Should you be worried about Capital Gains Tax?
Speculation about the possibility of Capital Gains Tax rates being aligned with Income Tax rates is nothing new. Certainly in the tax planning world this is something that we had been forced to consider at every Budget for many years, especially as economic times have been more difficult than we might have liked.
Rates of Capital Gains Tax in the United Kingdom are really rather generous. Disposals of non property assets can trigger a charge of 20% on gains and disposal of property assets can trigger a charge of 28%. Business Asset Disposal Relief (formerly Entrepreneurs Relief) is not nearly as generous as it once was, with the Lifetime Allowance having reduced over the years, however it can mean a Capital Gains Tax rate of only 10% on the sale of business assets.
While planning around Capital Gains Tax is notoriously difficult, there are still a host of reliefs and ways in which crystallization of a gain and the consequent liability can be deferred.
Given the public perception that Capital Gains Tax is only typically paid by wealthier people, it certainly would appear that increasing the rates to align them with one’s own Income Tax position is a political open goal. Few in the general public would shed a tear at the idea that a particularly wealthy individual would find themselves with a potential Capital Gains Tax rate of 45%.

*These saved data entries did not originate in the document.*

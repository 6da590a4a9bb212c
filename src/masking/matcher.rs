/*!
 * Longest-match glossary term matcher.
 *
 * All terms are compiled into one case-insensitive alternation, longest term
 * first, wrapped in word boundaries. The regex engine uses leftmost-first
 * semantics for alternations, so at any position the longest term that
 * forms a whole word wins ("Skyrim Hold" before "Skyrim").
 */

use anyhow::{Context, Result};
use log::{debug, warn};
use regex::{Captures, Regex, RegexBuilder};
use std::collections::HashMap;

use super::placeholder::placeholder_token;
use crate::glossary::GlossaryTerm;

/// Compiled size limit for the alternation; large glossaries exceed the default
const PATTERN_SIZE_LIMIT: usize = 256 * (1 << 20);

#[derive(Debug, Clone)]
struct TermRef {
    id: String,
    category: String,
}

/// Compiled term matcher. Read-only once built.
#[derive(Debug, Clone)]
pub struct TermMatcher {
    /// None when the glossary has no usable terms
    pattern: Option<Regex>,
    /// Lower-cased term -> (id, category)
    lookup: HashMap<String, TermRef>,
}

impl TermMatcher {
    /// Matcher with no terms
    pub fn empty() -> Self {
        Self {
            pattern: None,
            lookup: HashMap::new(),
        }
    }

    /// Build a matcher from glossary terms.
    ///
    /// Blank terms are skipped; for terms that repeat case-insensitively the
    /// first occurrence wins.
    pub fn build(terms: &[GlossaryTerm]) -> Result<Self> {
        let mut lookup = HashMap::with_capacity(terms.len());
        let mut alternatives: Vec<&str> = Vec::with_capacity(terms.len());

        for term in terms {
            if term.term.trim().is_empty() {
                continue;
            }
            let key = term.term.to_lowercase();
            if lookup.contains_key(&key) {
                continue;
            }
            lookup.insert(
                key,
                TermRef {
                    id: term.id.clone(),
                    category: term.category.clone(),
                },
            );
            alternatives.push(term.term.as_str());
        }

        if alternatives.is_empty() {
            debug!("Term matcher built with an empty glossary");
            return Ok(Self { pattern: None, lookup });
        }

        // Stable sort keeps glossary order among equal lengths
        alternatives.sort_by(|a, b| b.chars().count().cmp(&a.chars().count()));

        let body = alternatives
            .iter()
            .map(|term| regex::escape(term))
            .collect::<Vec<_>>()
            .join("|");

        let pattern = RegexBuilder::new(&format!(r"\b(?:{})\b", body))
            .case_insensitive(true)
            .size_limit(PATTERN_SIZE_LIMIT)
            .dfa_size_limit(PATTERN_SIZE_LIMIT)
            .build()
            .with_context(|| format!("Failed to compile term pattern for {} terms", alternatives.len()))?;

        debug!("Term matcher built with {} terms", alternatives.len());

        Ok(Self {
            pattern: Some(pattern),
            lookup,
        })
    }

    /// Replace every whole-word glossary term with its placeholder
    pub fn mask(&self, text: &str) -> String {
        let pattern = match &self.pattern {
            Some(pattern) if !text.is_empty() => pattern,
            _ => return text.to_string(),
        };

        pattern
            .replace_all(text, |caps: &Captures| {
                let matched = &caps[0];
                match self.lookup.get(&matched.to_lowercase()) {
                    Some(term) => placeholder_token(&term.category, &term.id),
                    None => {
                        warn!("Matched '{}' but it has no glossary entry; left unmasked", matched);
                        matched.to_string()
                    }
                }
            })
            .into_owned()
    }

    /// Number of distinct terms compiled into the matcher
    pub fn term_count(&self) -> usize {
        self.lookup.len()
    }
}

While in theory this would be a great source of additional income for the Treasury, this potential has to be balanced with the typical fears of financial flight every time tax rises are considered, but also (and perhaps more realistically) the fact that it is just those individuals that suffer Capital Gains Tax that would be able to deploy their resources to plan around being caught by these higher rates.

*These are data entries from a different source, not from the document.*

/*!
 * Database entity models and DTOs.
 *
 * These structures map directly to database tables and provide
 * type-safe access to persisted data.
 */

use serde::{Deserialize, Serialize};
use std::fmt;

/// Progress of a dialogue line through the pipeline, derived from its columns
#[derive(Debug, Clone, Copy, PartialEq, Eq, Serialize, Deserialize)]
#[serde(rename_all = "snake_case")]
pub enum DialogueStatus {
    /// Imported, not yet masked
    Imported,
    /// Masked, awaiting translation
    Masked,
    /// Has a translation
    Translated,
}

impl fmt::Display for DialogueStatus {
    fn fmt(&self, f: &mut fmt::Formatter<'_>) -> fmt::Result {
        match self {
            DialogueStatus::Imported => write!(f, "imported"),
            DialogueStatus::Masked => write!(f, "masked"),
            DialogueStatus::Translated => write!(f, "translated"),
        }
    }
}

impl std::str::FromStr for DialogueStatus {
    type Err = anyhow::Error;

    fn from_str(s: &str) -> Result<Self, Self::Err> {
        match s.to_lowercase().as_str() {
            "imported" => Ok(DialogueStatus::Imported),
            "masked" => Ok(DialogueStatus::Masked),
            "translated" => Ok(DialogueStatus::Translated),
            _ => Err(anyhow::anyhow!("Invalid dialogue status: {}", s)),
        }
    }
}

/// Dialogue line as stored in the `dialogues` table
#[derive(Debug, Clone, PartialEq, Serialize, Deserialize)]
pub struct DialogueRecord {
    /// Row id
    pub id: i64,
    /// Key from the string table (sID, EDID or position)
    pub string_key: String,
    /// Editor id of the owning record, if any
    pub edid: Option<String>,
    /// Original text
    pub source: String,
    /// Source with glossary terms replaced by placeholders
    pub masked_source: Option<String>,
    /// Translation, if any
    pub dest: Option<String>,
}

impl DialogueRecord {
    /// Derive the pipeline status from the stored columns
    pub fn status(&self) -> DialogueStatus {
        if self.dest.as_deref().is_some_and(|d| !d.is_empty()) {
            DialogueStatus::Translated
        } else if self.masked_source.is_some() {
            DialogueStatus::Masked
        } else {
            DialogueStatus::Imported
        }
    }

    /// Text to send for translation: masked source if available
    pub fn text_for_translation(&self) -> &str {
        self.masked_source.as_deref().unwrap_or(&self.source)
    }
}

/// Dialogue line to insert or update by key
#[derive(Debug, Clone, PartialEq, Serialize, Deserialize)]
pub struct NewDialogue {
    pub string_key: String,
    pub edid: Option<String>,
    pub source: String,
    pub dest: Option<String>,
}

/// Cached raw translation of a masked text
#[derive(Debug, Clone, PartialEq, Serialize, Deserialize)]
pub struct MemoryRecord {
    /// SHA256 of the masked text
    pub masked_hash: String,
    /// Masked text that was translated
    pub masked_text: String,
    pub source_language: String,
    pub target_language: String,
    /// Translation with placeholders still in place
    pub translation: String,
    /// Number of times this entry was reused
    pub hit_count: i64,
}
/*!
 * Prompt templates for dialogue translation.
 *
 * The configurable part of the system prompt only sets tone and language
 * pair. The placeholder rules and the JSON reply contract are always
 * appended, since unmasking and reply parsing depend on them.
 */

use crate::language_utils;

/// System prompt template for dialogue translation.
#[derive(Debug, Clone)]
pub struct PromptTemplate {
    /// The template string with placeholders
    template: String,
}

impl PromptTemplate {
    /// Rules for `[Category_id]` placeholders
    pub const PLACEHOLDER_RULES: &'static str = r#"## Placeholders
The text may contain placeholders such as [Location_a1b2c3d4] or [Npc_0f9e8d7c].
- Copy every placeholder into the translation exactly as written
- Never translate, split or alter the inside of a placeholder
- Keep every placeholder; move it only where the target grammar requires"#;

    /// Reply format parsed by the providers
    pub const REPLY_FORMAT: &'static str = r#"## Output Requirements
Return ONLY a JSON object of the form {"translation": "<translated text>"}.
Do not include any text outside the JSON structure."#;

    /// Create a new prompt template.
    pub fn new(template: &str) -> Self {
        Self {
            template: template.to_string(),
        }
    }

    /// Render the template for a language pair given as ISO codes.
    ///
    /// Codes are shown by their English name when known.
    pub fn render(&self, source_language: &str, target_language: &str) -> String {
        let source = language_utils::get_language_name(source_language).unwrap_or_else(|_| source_language.to_string());
        let target = language_utils::get_language_name(target_language).unwrap_or_else(|_| target_language.to_string());

        format!(
            "{}\n\n{}\n\n{}",
            self.template
                .replace("{source_language}", &source)
                .replace("{target_language}", &target)
                .trim_end(),
            Self::PLACEHOLDER_RULES,
            Self::REPLY_FORMAT
        )
    }
}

It should also be noted however that Capital Gains Tax does not hit just the very wealthy. Anyone who is considering selling a small business or a second home can face a Capital Gains Tax liability and indeed, few people realise that a Capital Gains Tax liability can bite on gifts, not just sales.
While aligning Capital Gains Tax and Income Tax rates would likely be unpopular with the traditional voting base of the current governing party, who knows what the future will bring, especially if we have a change of government?

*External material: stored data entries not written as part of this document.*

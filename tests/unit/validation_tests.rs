/*!
 * Tests for anomaly classification, placeholder checks and reports
 */

use std::str::FromStr;

use dialoc::database::DialogueRecord;
use dialoc::validation::anomalies::{is_dlc, is_punctuation_mismatch, is_technical};
use dialoc::validation::{classify, AnomalyReport, AnomalyTag, PlaceholderValidator};

fn record(id: i64, source: &str, dest: Option<&str>) -> DialogueRecord {
    DialogueRecord {
        id,
        string_key: format!("{:06}", id),
        edid: None,
        source: source.to_string(),
        masked_source: None,
        dest: dest.map(String::from),
    }
}

#[test]
fn test_classify_withEmptyTranslation_shouldBeMissing() {
    let tags = classify("Hello there.", Some(""));
    assert!(tags.contains(AnomalyTag::Missing));
    assert_eq!(tags.len(), 1);
}

#[test]
fn test_classify_withCopiedSource_shouldBeSameNotPunctuation() {
    let tags = classify("<Alias=Player>", Some("<Alias=Player>"));
    assert!(tags.contains(AnomalyTag::Same));
    assert!(!tags.contains(AnomalyTag::Punctuation));
}

#[test]
fn test_classify_withLostQuotes_shouldBePunctuation() {
    let tags = classify(r#"He said "run"."#, Some("Il a dit « cours »."));
    assert!(tags.contains(AnomalyTag::Punctuation));
}

#[test]
fn test_classify_withDlcIdentifier_shouldCombineTags() {
    let tags = classify("DLC2_MQ01", None);
    assert_eq!(tags.to_string(), "MISSING,DLC,TECHNICAL");
}

#[test]
fn test_predicates_withEdgeCases() {
    assert!(is_dlc("dlc01 quest"));
    assert!(is_dlc("DLCTitle"));
    assert!(!is_dlc("Dawnguard"));

    assert!(is_technical("FemaleHeadWoodElf"));
    assert!(is_technical("Quest_stage"));
    assert!(!is_technical("Hello"));
    assert!(!is_technical("Two Words1"));

    assert!(!is_punctuation_mismatch("<b>", ""));
    assert!(is_punctuation_mismatch("<b>", "b"));
}

#[test]
fn test_anomalyTag_fromStr_shouldAcceptAnyCase() {
    assert_eq!(AnomalyTag::from_str("technical").unwrap(), AnomalyTag::Technical);
    assert!(AnomalyTag::from_str("LENGTH").is_err());
}

#[test]
fn test_placeholderValidator_shouldReportLostAndInventedTokens() {
    let result = PlaceholderValidator::validate(
        "[Npc_a1] meets [Npc_a1] in [Location_b2]",
        "[Npc_a1] rencontre [Npc_c3]",
    );

    assert!(!result.passed());
    assert_eq!(result.missing, vec!["[Location_b2]", "[Npc_a1]"]);
    assert_eq!(result.unexpected, vec!["[Npc_c3]"]);
}

#[test]
fn test_anomalyReport_shouldCountAndRender() {
    let records = vec![
        record(1, "Hello.", Some("Bonjour.")),
        record(2, "Hello.", None),
        record(3, "Ok", Some("Ok")),
        record(4, "DLC1Intro", Some("Intro")),
    ];

    let report = AnomalyReport::build(&records);

    assert_eq!(report.total_records, 4);
    assert_eq!(report.clean_count(), 1);
    assert_eq!(report.count(AnomalyTag::Missing), 1);
    assert_eq!(report.count(AnomalyTag::Same), 1);
    assert_eq!(report.count(AnomalyTag::Dlc), 1);
    assert_eq!(report.count(AnomalyTag::Punctuation), 0);

    let text = report.to_string();
    assert!(text.starts_with("Records: 4, flagged: 3, clean: 1"));
    assert!(text.contains("<none>"));

    let json: serde_json::Value = serde_json::from_str(&report.filter(AnomalyTag::Same).to_json().unwrap()).unwrap();
    assert_eq!(json["flagged"].as_array().map(Vec::len), Some(1));
    assert_eq!(json["counts"]["SAME"], 1);
}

For what it may be worth, I believe that alignment of rates is an inevitability – however I do not believe it will be happening anytime soon. When it does happen there is likely to accompany the increased rates a raft of measures designed to soften the blow, including the rebasing of asset values to a more recent date and potentially an increase in allowances.
As with any point around tax it is always a good idea to take advice from your trusted professional to see if there is anything you could consider doing now.